EXERCISE AIM:
Copy exactly the lines from the start of the data below through the one that carries "is exclusively owned", and only those.
#####
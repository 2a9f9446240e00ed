use anyhow::{anyhow, Result};
use chrono::Utc;
use std::sync::atomic::{AtomicBool, Ordering};
use std::sync::Arc;
use std::time::{Duration, Instant};
use tracing::{debug, error, info, warn};

use crate::catalog::{
    feed_url, CatalogSink, EpisodeRecord, LatestEpisode, SeasonFeed, SeasonRecord, ShowIndexEntry,
};
use crate::config::{Config, ShowConfig};
use crate::error::{RenderError, ScrapeError};
use crate::extract::SourceExtractor;
use crate::fetch::PageFetcher;
use crate::pages::detail::DetailPage;
use crate::pages::listing::ListingPage;
use crate::pages::player::PlayerPage;
use crate::pages::Episode;
use crate::render::RenderSession;
use crate::select::SourceSelector;

/// Accounting for one scrape run.
#[derive(Debug, Clone, Default)]
pub struct RunSummary {
    pub shows: usize,
    pub failed_shows: usize,
    pub seasons: usize,
    pub episodes: usize,
    pub sourced: usize,
    pub sourceless: usize,
    pub elapsed: Duration,
}

/// Sequential scrape runner: shows, then seasons, then episodes, then
/// per-episode candidates. A single rendering session is exclusively owned
/// for the run and released on every exit path.
pub struct ScrapeRunner {
    config: Config,
    fetcher: PageFetcher,
    extractor: SourceExtractor,
    selector: SourceSelector,
    render: Arc<dyn RenderSession>,
    sink: Arc<dyn CatalogSink>,
    cancelled: Arc<AtomicBool>,
}

impl ScrapeRunner {
    pub fn new(config: Config, render: Arc<dyn RenderSession>, sink: Arc<dyn CatalogSink>) -> Self {
        let fetcher = PageFetcher::new(&config.http);
        let extractor = SourceExtractor::new(Arc::clone(&render));
        let selector = SourceSelector::new(config.hosts.clone());

        Self {
            config,
            fetcher,
            extractor,
            selector,
            render,
            sink,
            cancelled: Arc::new(AtomicBool::new(false)),
        }
    }

    /// Flag an interrupt handler can set to stop further episode processing.
    pub fn cancel_flag(&self) -> Arc<AtomicBool> {
        Arc::clone(&self.cancelled)
    }

    fn is_cancelled(&self) -> bool {
        self.cancelled.load(Ordering::Relaxed)
    }

    /// Scrape the selected shows and emit season feeds. The rendering
    /// session is released before returning, whether the run succeeded,
    /// failed or was interrupted.
    pub async fn run(
        &self,
        show_filter: Option<&str>,
        season_filter: Option<u32>,
    ) -> Result<RunSummary> {
        let result = self.run_inner(show_filter, season_filter).await;

        if let Err(e) = self.render.release().await {
            warn!("failed to release rendering session: {}", e);
        }

        result
    }

    async fn run_inner(
        &self,
        show_filter: Option<&str>,
        season_filter: Option<u32>,
    ) -> Result<RunSummary> {
        let start = Instant::now();
        let mut summary = RunSummary::default();

        let shows: Vec<(String, ShowConfig)> = match show_filter {
            Some(name) => {
                let show = self
                    .config
                    .show(name)
                    .ok_or_else(|| anyhow!("unknown show: {}", name))?;
                vec![(name.to_lowercase(), show.clone())]
            }
            None => self
                .config
                .shows
                .iter()
                .map(|(name, show)| (name.clone(), show.clone()))
                .collect(),
        };

        for (name, show) in shows {
            if self.is_cancelled() {
                info!("🛑 Interrupted, skipping remaining shows");
                break;
            }

            info!("📺 Scraping {}...", name);
            match self.scrape_show(&name, &show, season_filter, &mut summary).await {
                Ok(()) => summary.shows += 1,
                Err(e) => {
                    if let Some(RenderError::Unavailable(_)) = e.downcast_ref::<RenderError>() {
                        error!("🛑 Rendering session lost, aborting run: {}", e);
                        summary.elapsed = start.elapsed();
                        return Err(e);
                    }
                    error!("💥 {} failed, moving on to the next show: {}", name, e);
                    summary.failed_shows += 1;
                }
            }
        }

        summary.elapsed = start.elapsed();
        Ok(summary)
    }

    async fn scrape_show(
        &self,
        name: &str,
        show: &ShowConfig,
        season_filter: Option<u32>,
        summary: &mut RunSummary,
    ) -> Result<()> {
        let html = self.fetcher.get(&show.url).await?;
        let listing = ListingPage::parse(&show.url, &html, &self.config.http.base_url);

        let show_title = if listing.show_name.is_empty() {
            name.to_string()
        } else {
            listing.show_name.clone()
        };

        let seasons = match season_filter {
            Some(season) => vec![season],
            None => listing.seasons(),
        };

        for season in seasons {
            if self.is_cancelled() {
                break;
            }

            let episodes = listing.episodes(Some(season));
            info!("📼 Season {}: {} episodes", season, episodes.len());

            let mut records = Vec::new();
            let mut interrupted = false;

            for mut episode in episodes {
                if self.is_cancelled() {
                    interrupted = true;
                    break;
                }

                debug!("resolving {}", episode);
                self.enrich_from_detail(&mut episode).await;

                match self.resolve_sources(&mut episode).await {
                    Ok(()) => {}
                    Err(ScrapeError::Render(e @ RenderError::Unavailable(_))) => {
                        return Err(e.into());
                    }
                    Err(ScrapeError::NoSource(url)) => {
                        warn!("⚠️ {}: no viable source on {}", episode, url);
                    }
                    Err(ScrapeError::UnknownHost(host)) => {
                        error!(
                            "💥 host {} missing from bitrate table while resolving {}",
                            host, episode
                        );
                    }
                    Err(e) => {
                        warn!("⚠️ {}: source extraction failed: {}", episode, e);
                    }
                }

                summary.episodes += 1;
                if episode.sources.is_empty() {
                    info!("📭 {} recorded without sources", episode);
                    summary.sourceless += 1;
                } else {
                    info!("✅ {} resolved with {} source(s)", episode, episode.sources.len());
                    summary.sourced += 1;
                }

                records.push(EpisodeRecord::from_episode(&episode, show.id));
            }

            if interrupted {
                info!("🛑 Season {} interrupted before all episodes were attempted, output skipped", season);
                break;
            }

            let record = SeasonRecord {
                show: show_title.clone(),
                season,
                generated_at: Utc::now(),
                episodes: records,
            };
            self.sink.write_season(&record).await?;
            summary.seasons += 1;
        }

        Ok(())
    }

    /// Follow the detail link through the watch-here redirect when there is
    /// one. Every failure here is recoverable: the episode keeps its listing
    /// link and an empty description.
    async fn enrich_from_detail(&self, episode: &mut Episode) {
        match self.fetcher.get(&episode.detail_url).await {
            Ok(html) => {
                match DetailPage::parse(&episode.detail_url, &html, &self.config.http.base_url) {
                    Ok(detail) => {
                        episode.description = Some(detail.description);
                        episode.detail_url = detail.player_url;
                    }
                    Err(ScrapeError::NotWatchHere(_)) => {
                        debug!("{} links straight to a player page", episode);
                    }
                    Err(e) => warn!("detail parse failed for {}: {}", episode, e),
                }
            }
            Err(ScrapeError::Timeout(url)) => {
                warn!("detail fetch timed out for {}, keeping listing link", url);
            }
            Err(e) => warn!("detail fetch failed for {}: {}", episode, e),
        }
    }

    /// Resolve the episode's player page into zero or more sources. The
    /// first candidate that knows the episode's duration or thumbnail fills
    /// those fields; later candidates never overwrite them.
    async fn resolve_sources(&self, episode: &mut Episode) -> Result<(), ScrapeError> {
        let html = self.fetcher.get(&episode.detail_url).await?;
        let player = PlayerPage::parse(&episode.detail_url, &html, &self.config.hosts)?;
        let blobs = self.extractor.extract(&player).await?;

        for candidate in blobs {
            match self.selector.select(&candidate.blob)? {
                Some(source) => {
                    if episode.duration.is_none() {
                        episode.duration = source.duration.clone();
                    }
                    if episode.thumbnail.is_none() {
                        episode.thumbnail = source.thumbnail.clone();
                    }
                    debug!("accepted {} at tier {}", source.url, source.bitrate);
                    episode.sources.push(source);
                }
                None => {
                    debug!("candidate {} offered no acceptable file", candidate.page_url);
                }
            }
        }

        Ok(())
    }
}

/// Build the shows index: per configured show, its name, thumbnail, latest
/// episode and season feed URLs. A show whose listing fetch times out is
/// skipped, not fatal. Rendering is not involved.
pub async fn build_shows_index(config: &Config, fetcher: &PageFetcher) -> Vec<ShowIndexEntry> {
    let mut entries = Vec::new();

    for (name, show) in &config.shows {
        info!("📺 Indexing {}...", name);
        let html = match fetcher.get(&show.url).await {
            Ok(html) => html,
            Err(e) => {
                warn!("skipping {}: listing fetch failed: {}", name, e);
                continue;
            }
        };

        let listing = ListingPage::parse(&show.url, &html, &config.http.base_url);
        let Some((season, number)) = listing.latest_episode() else {
            warn!("skipping {}: no episodes parsed from listing", name);
            continue;
        };

        let title = if listing.show_name.is_empty() {
            name.clone()
        } else {
            listing.show_name.clone()
        };

        entries.push(ShowIndexEntry {
            name: title.clone(),
            url: show.url.clone(),
            img_src: listing.thumbnail.clone(),
            latest: LatestEpisode {
                season,
                num: number.num,
            },
            seasons: listing
                .seasons()
                .into_iter()
                .map(|s| SeasonFeed {
                    num: s,
                    feed: feed_url(&config.output.feed_base_url, &title, s),
                })
                .collect(),
        });
    }

    entries
}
#####
OUTPUT OF THE TASK:
repository 2a9f9446240e00ed
use anyhow::{anyhow, Result};
use chrono::Utc;
use std::sync::atomic::{AtomicBool, Ordering};
use std::sync::Arc;
use std::time::{Duration, Instant};
use tracing::{debug, error, info, warn};

use crate::catalog::{
    feed_url, CatalogSink, EpisodeRecord, LatestEpisode, SeasonFeed, SeasonRecord, ShowIndexEntry,
};
use crate::config::{Config, ShowConfig};
use crate::error::{RenderError, ScrapeError};
use crate::extract::SourceExtractor;
use crate::fetch::PageFetcher;
use crate::pages::detail::DetailPage;
use crate::pages::listing::ListingPage;
use crate::pages::player::PlayerPage;
use crate::pages::Episode;
use crate::render::RenderSession;
use crate::select::SourceSelector;

/// Accounting for one scrape run.
#[derive(Debug, Clone, Default)]
pub struct RunSummary {
    pub shows: usize,
    pub failed_shows: usize,
    pub seasons: usize,
    pub episodes: usize,
    pub sourced: usize,
    pub sourceless: usize,
    pub elapsed: Duration,
}

/// Sequential scrape runner: shows, then seasons, then episodes, then
/// per-episode candidates. A single rendering session is exclusively owned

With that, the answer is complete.